Item 2. Identity and Background.
Unchanged.
Item 3. Source and Amount of Funds or Other Consideration.
Unchanged.
Item 4. Purpose of Transaction.
Unchanged, except as follows (capitalized terms used
herein have the meaning assigned to them herein or in the Class H
Stock Agreement or in the 1992 Agreement):
(i) On October 15, 1992, HHMI received notice from GM
that GM had executed the Underwriting Agreement in connection
with the Offering contemplated by the Registration Statement.
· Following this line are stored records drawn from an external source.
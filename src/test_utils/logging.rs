use std::sync::Once;
use std::time::Instant;

static TRACING: Once = Once::new();

/// Route `tracing` output through the test harness writer. Filter with
/// `RUST_LOG`; defaults to `tierkv=debug`.
pub fn init_test_tracing() {
    TRACING.call_once(|| {
        let filter = tracing_subscriber::EnvFilter::try_from_default_env()
            .unwrap_or_else(|_| tracing_subscriber::EnvFilter::new("tierkv=debug"));
        let _ = tracing_subscriber::fmt()
            .with_env_filter(filter)
            .with_test_writer()
            .try_init();
    });
}

pub struct TestLogger {
    test_name: String,
    start_time: Instant,
}

impl TestLogger {
    pub fn new(test_name: &str) -> Self {
        init_test_tracing();
        let separator = "=".repeat(60);
        println!("\n{separator}");
        println!("[TEST START] {test_name}");
        println!("{separator}");
        Self {
            test_name: test_name.to_string(),
            start_time: Instant::now(),
        }
    }

    pub fn log_input<T: std::fmt::Debug>(&self, name: &str, value: &T) {
        println!("[INPUT] {name}: {value:?}");
    }

    pub fn log_actual<T: std::fmt::Debug>(&self, value: &T) {
        println!("[ACTUAL] {value:?}");
    }

    pub fn pass(&self) {
        let elapsed = self.start_time.elapsed();
        println!("[RESULT] {} PASSED in {elapsed:?}", self.test_name);
        println!("{}\n", "=".repeat(60));
    }
}
//! CLI command implementations
//!
//! Each subcommand has its own module with:
//! - Args struct for command-line arguments
//! - `run()` function to execute the command

use std::path::Path;

use serde_json::Value;

use crate::app::AppContext;
use crate::cli::Commands;
use crate::error::{Result, StoreError};

pub mod backup;
pub mod config;
pub mod health;
pub mod kv;
pub mod load;
pub mod logs;
pub mod migrate;
pub mod probe;
pub mod reconcile;
pub mod scan;

/// Dispatch a command to its handler
pub async fn run(ctx: &AppContext, command: &Commands) -> Result<()> {
    match command {
        Commands::Probe(args) => probe::run(ctx, args),
        Commands::Get(args) => kv::run_get(ctx, args),
        Commands::Set(args) => kv::run_set(ctx, args),
        Commands::Remove(args) => kv::run_remove(ctx, args),
        Commands::Clear(args) => kv::run_clear(ctx, args),
        Commands::Load(args) => load::run_load(ctx, args),
        Commands::Save(args) => load::run_save(ctx, args).await,
        Commands::Reconcile(args) => reconcile::run(ctx, args),
        Commands::Scan(args) => scan::run_scan(ctx, args),
        Commands::HardClear(args) => scan::run_hard_clear(ctx, args),
        Commands::Logs(args) => logs::run(ctx, args).await,
        Commands::Health(args) => health::run(ctx, args),
        Commands::Migrate(args) => migrate::run(ctx, args),
        Commands::Export(args) => backup::run_export(ctx, args),
        Commands::Import(args) => backup::run_import(ctx, args).await,
        Commands::Config(args) => config::run(ctx, args),
    }
}

/// Parse a command-line value as JSON, falling back to a plain string.
#[must_use]
pub fn parse_value(text: &str) -> Value {
    serde_json::from_str(text).unwrap_or_else(|_| Value::String(text.to_string()))
}

/// Read a JSON document given on the command line.
pub fn read_json_file(path: &Path) -> Result<Value> {
    if !path.exists() {
        return Err(StoreError::NotFound(path.display().to_string()));
    }
    let text = std::fs::read_to_string(path)?;
    serde_json::from_str(&text).map_err(|e| StoreError::ParseError {
        key: path.display().to_string(),
        reason: e.to_string(),
    })
}

/// Compact one-line rendering for human output.
#[must_use]
pub fn render_value(value: &Value) -> String {
    match value {
        Value::String(s) => s.clone(),
        other => serde_json::to_string_pretty(other).unwrap_or_else(|_| other.to_string()),
    }
}
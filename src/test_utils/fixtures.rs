use std::path::PathBuf;
use std::sync::Arc;

use parking_lot::Mutex;
use tempfile::TempDir;

use crate::app::build_engine;
use crate::backend::{MockBackend, TierId};
use crate::config::Config;
use crate::engine::StorageEngine;
use crate::writer::{AlertSink, CriticalAlert};

/// Config with a 1 ms retry delay so failing writes finish quickly.
#[must_use]
pub fn fast_config() -> Config {
    let mut config = Config::default();
    config.write.retry_delay_ms = 1;
    config
}

/// Alert sink that keeps every alert for inspection.
#[derive(Default)]
pub struct RecordingAlerts {
    alerts: Mutex<Vec<CriticalAlert>>,
}

impl RecordingAlerts {
    pub fn alerts(&self) -> Vec<CriticalAlert> {
        self.alerts.lock().clone()
    }

    pub fn count(&self) -> usize {
        self.alerts.lock().len()
    }
}

impl AlertSink for RecordingAlerts {
    fn alert(&self, alert: &CriticalAlert) {
        self.alerts.lock().push(alert.clone());
    }
}

/// Engine over the three replica tiers, each a [`MockBackend`].
pub struct EngineFixture {
    pub ext: Arc<MockBackend>,
    pub page: Arc<MockBackend>,
    pub alt: Arc<MockBackend>,
    pub alerts: Arc<RecordingAlerts>,
    pub engine: StorageEngine,
}

impl EngineFixture {
    pub fn new() -> Self {
        Self::with_config(fast_config())
    }

    pub fn with_config(config: Config) -> Self {
        let ext = Arc::new(MockBackend::new(TierId::ExtensionPersistent));
        let page = Arc::new(MockBackend::new(TierId::PagePrimary));
        let alt = Arc::new(MockBackend::new(TierId::PageSecondary));
        Self::from_parts(config, ext, page, alt)
    }

    /// Build over pre-seeded or faulty mocks.
    pub fn from_parts(
        config: Config,
        ext: Arc<MockBackend>,
        page: Arc<MockBackend>,
        alt: Arc<MockBackend>,
    ) -> Self {
        let alerts = Arc::new(RecordingAlerts::default());
        let engine = StorageEngine::builder(config)
            .backend(ext.clone())
            .backend(page.clone())
            .backend(alt.clone())
            .alert_sink(alerts.clone())
            .build();
        Self {
            ext,
            page,
            alt,
            alerts,
            engine,
        }
    }

    /// Rebuild the engine over the same mocks, as a restart would.
    pub fn restart(self) -> Self {
        let config = self.engine.config().clone();
        Self::from_parts(config, self.ext, self.page, self.alt)
    }
}

impl Default for EngineFixture {
    fn default() -> Self {
        Self::new()
    }
}

/// Isolated data directory with the real on-disk tiers.
pub struct DiskFixture {
    pub temp_dir: TempDir,
    pub data_dir: PathBuf,
    pub config: Config,
}

impl DiskFixture {
    pub fn new() -> Self {
        let temp_dir = TempDir::new().expect("Failed to create temp dir");
        let data_dir = temp_dir.path().to_path_buf();
        let mut config = fast_config();
        // The session tier lives under the system temp dir; keep runs apart.
        config.tiers.session_id = uuid::Uuid::new_v4().simple().to_string();

        println!("[FIXTURE] Created data directory: {}", data_dir.display());

        Self {
            temp_dir,
            data_dir,
            config,
        }
    }

    /// A fresh engine over the fixture's files.
    pub fn engine(&self) -> StorageEngine {
        build_engine(&self.config, &self.data_dir)
    }

    /// Write a file relative to the data directory.
    pub fn create_file(&self, relative_path: &str, content: &str) -> PathBuf {
        let full_path = self.data_dir.join(relative_path);
        if let Some(parent) = full_path.parent() {
            std::fs::create_dir_all(parent).expect("Failed to create parent dirs");
        }
        std::fs::write(&full_path, content).expect("Failed to write file");
        full_path
    }
}

impl Default for DiskFixture {
    fn default() -> Self {
        Self::new()
    }
}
Accordingly, GM, HHMI, and certain underwriters for the Offering
entered into the Lock-up Agreement which provides that HHMI will
not offer, sell, contract to sell, or otherwise dispose of shares
of Class H Stock, without the prior written consent of Merrill
Lynch, Pierce, Fenner & Smith Incorporated on behalf of the
underwriters for the Offering, for a period of 90 days from
October 15, 1992.
(ii) As more fully described in Item 6, the Class H
Stock Agreement has been amended to reduce the number of Core
Shares by 500,000 shares and to increase the Series III Call
Shares and 1993 Put Shares by 500,000 shares. In addition, the
restriction imposed under the Class H Stock Agreement on the
sale, transfer, or other disposition by HHMI of its shares of
Class H Stock (or the offer for sale or solicitation of offers to
purchase any such shares) during the 30 calendar days prior to
each Put Date has been amended to a restriction on the sale,
transfer, or other disposition by HHMI of any such shares (or
offer for sale or solicitation of offers to purchase any such
shares) during the five consecutive New York Stock Exchange
trading days ending on and including the trading day immediately
prior to each Put Date.
Item 5. Interest in Securities of the Issuer.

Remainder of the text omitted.